BIM21035 - Meaning of trade: scope of trade: The Alianza Company Ltd v Bell [1905] 5TC60 and 172
The point at issue was whether the cost of acquiring a bed of minerals was an allowable deduction of the company’s trade for tax purposes, i.e. was the expenditure to acquire a mine to work, or was it to acquire raw materials for use in a manufacturing process.
The company acquired a bed of mineral deposits (‘caliche’) that was at or near the surface. The mineral was dug up and processed into nitrates and iodine at a manufacturing plant the company built on the site. The amount of ‘caliche’ used each year could be ascertained without difficulty.
The company claimed their trade was not that of a mining concern, but the manufacture and sale of nitrate, and sought a deduction for a sum representing the cost of raw materials consumed in the accounting period.
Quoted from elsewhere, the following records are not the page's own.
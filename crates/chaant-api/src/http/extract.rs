use axum::extract::FromRequestParts;
use axum::http::request::Parts;
use uuid::Uuid;

use crate::error::ApiError;

/// Header naming the agent a request targets.
pub const AGENT_ID_HEADER: &str = "x-chaant-agent-id";

/// Agent id taken from the [`AGENT_ID_HEADER`] header.
#[derive(Debug, Clone, Copy)]
pub struct AgentId(pub Uuid);

impl<S: Send + Sync> FromRequestParts<S> for AgentId {
    type Rejection = ApiError;

    async fn from_request_parts(parts: &mut Parts, _state: &S) -> Result<Self, Self::Rejection> {
        let raw = parts
            .headers
            .get(AGENT_ID_HEADER)
            .ok_or(ApiError::MissingAgentId)?;
        let text = raw.to_str().map_err(|_| ApiError::MissingAgentId)?;
        if text.trim().is_empty() {
            return Err(ApiError::MissingAgentId);
        }
        Uuid::parse_str(text.trim())
            .map(AgentId)
            .map_err(|_| ApiError::UnknownAgent(text.to_string()))
    }
}
//! Page automation primitives.

use std::fmt;
use std::time::Duration;

use async_trait::async_trait;
use serde::{Deserialize, Serialize};
use serde_json::Value;

use crate::error::SurfaceError;

/// Stable identity of a browser page, used for ownership claims.
#[derive(Debug, Clone, PartialEq, Eq, Hash, PartialOrd, Ord, Serialize, Deserialize)]
pub struct PageId(pub String);

impl PageId {
    pub fn new(id: impl Into<String>) -> Self {
        Self(id.into())
    }

    pub fn as_str(&self) -> &str {
        &self.0
    }
}

impl fmt::Display for PageId {
    fn fmt(&self, f: &mut fmt::Formatter<'_>) -> fmt::Result {
        f.write_str(&self.0)
    }
}

/// Reference to an element found on the page.
///
/// Handles are addressed by the selector that found them and their position
/// among its matches, so they survive DOM node id churn but go stale when
/// the match list changes.
#[derive(Debug, Clone, PartialEq, Eq)]
pub struct ElementHandle {
    pub selector: String,
    pub index: usize,
}

impl ElementHandle {
    pub fn new(selector: impl Into<String>, index: usize) -> Self {
        Self {
            selector: selector.into(),
            index,
        }
    }
}

/// Viewport coordinates in CSS pixels.
#[derive(Debug, Clone, Copy, PartialEq, Serialize, Deserialize)]
pub struct Point {
    pub x: f64,
    pub y: f64,
}

impl Point {
    pub fn new(x: f64, y: f64) -> Self {
        Self { x, y }
    }
}

/// A drag: pointer down at `down`, pointer up at `up`.
#[derive(Debug, Clone, Copy, PartialEq)]
pub struct PointerSequence {
    pub down: Point,
    pub up: Point,
}

#[async_trait]
pub trait BrowserSurface: Send + Sync {
    fn page_id(&self) -> PageId;

    async fn navigate(&self, url: &str) -> Result<(), SurfaceError>;

    async fn current_url(&self) -> Result<String, SurfaceError>;

    async fn find_one(&self, selector: &str) -> Result<Option<ElementHandle>, SurfaceError>;

    async fn find_all(&self, selector: &str) -> Result<Vec<ElementHandle>, SurfaceError>;

    /// Wait until `selector` matches, failing with `Timeout` after `timeout`.
    async fn wait_for(
        &self,
        selector: &str,
        timeout: Duration,
    ) -> Result<ElementHandle, SurfaceError>;

    async fn click(&self, element: &ElementHandle) -> Result<(), SurfaceError>;

    async fn element_text(&self, element: &ElementHandle) -> Result<String, SurfaceError>;

    /// Evaluate a script expression and return its JSON value.
    ///
    /// Promises are awaited; a thrown exception is a `Script` error.
    async fn evaluate(&self, script: &str) -> Result<Value, SurfaceError>;

    /// Poll `script` until it yields a truthy value.
    async fn wait_for_function(
        &self,
        script: &str,
        timeout: Duration,
    ) -> Result<Value, SurfaceError>;

    async fn dispatch_pointer(&self, sequence: PointerSequence) -> Result<(), SurfaceError>;

    /// Reload and wait for the new document to load.
    async fn reload(&self) -> Result<(), SurfaceError>;

    async fn close(&self) -> Result<(), SurfaceError>;
}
The Commissioners disallowed the company’s claim. In the High Court Channell J confirmed their decision, noting that:
‘The question in this case which we have to consider is what is the nature of the adventure or concern which this particular company is carrying on. If it is merely a manufacturing business, then the procuring of the raw material would not be a capital expenditure. But if it is like the working of a particular mine or bed of brick earth, and converting the stuff worked into a marketable commodity, then the money paid for the prime cost of the stuff so dealt with is just as much capital as the money sunk in machinery or buildings’.
The Court of Appeal and House of Lords affirmed the decision, Lord Robertson, noting at page 172:
‘There is no doubt whatever that the scheme of the enterprise of this company was to invest their capital in the acquisition of this property and then to proceed to work it as a mining concern.’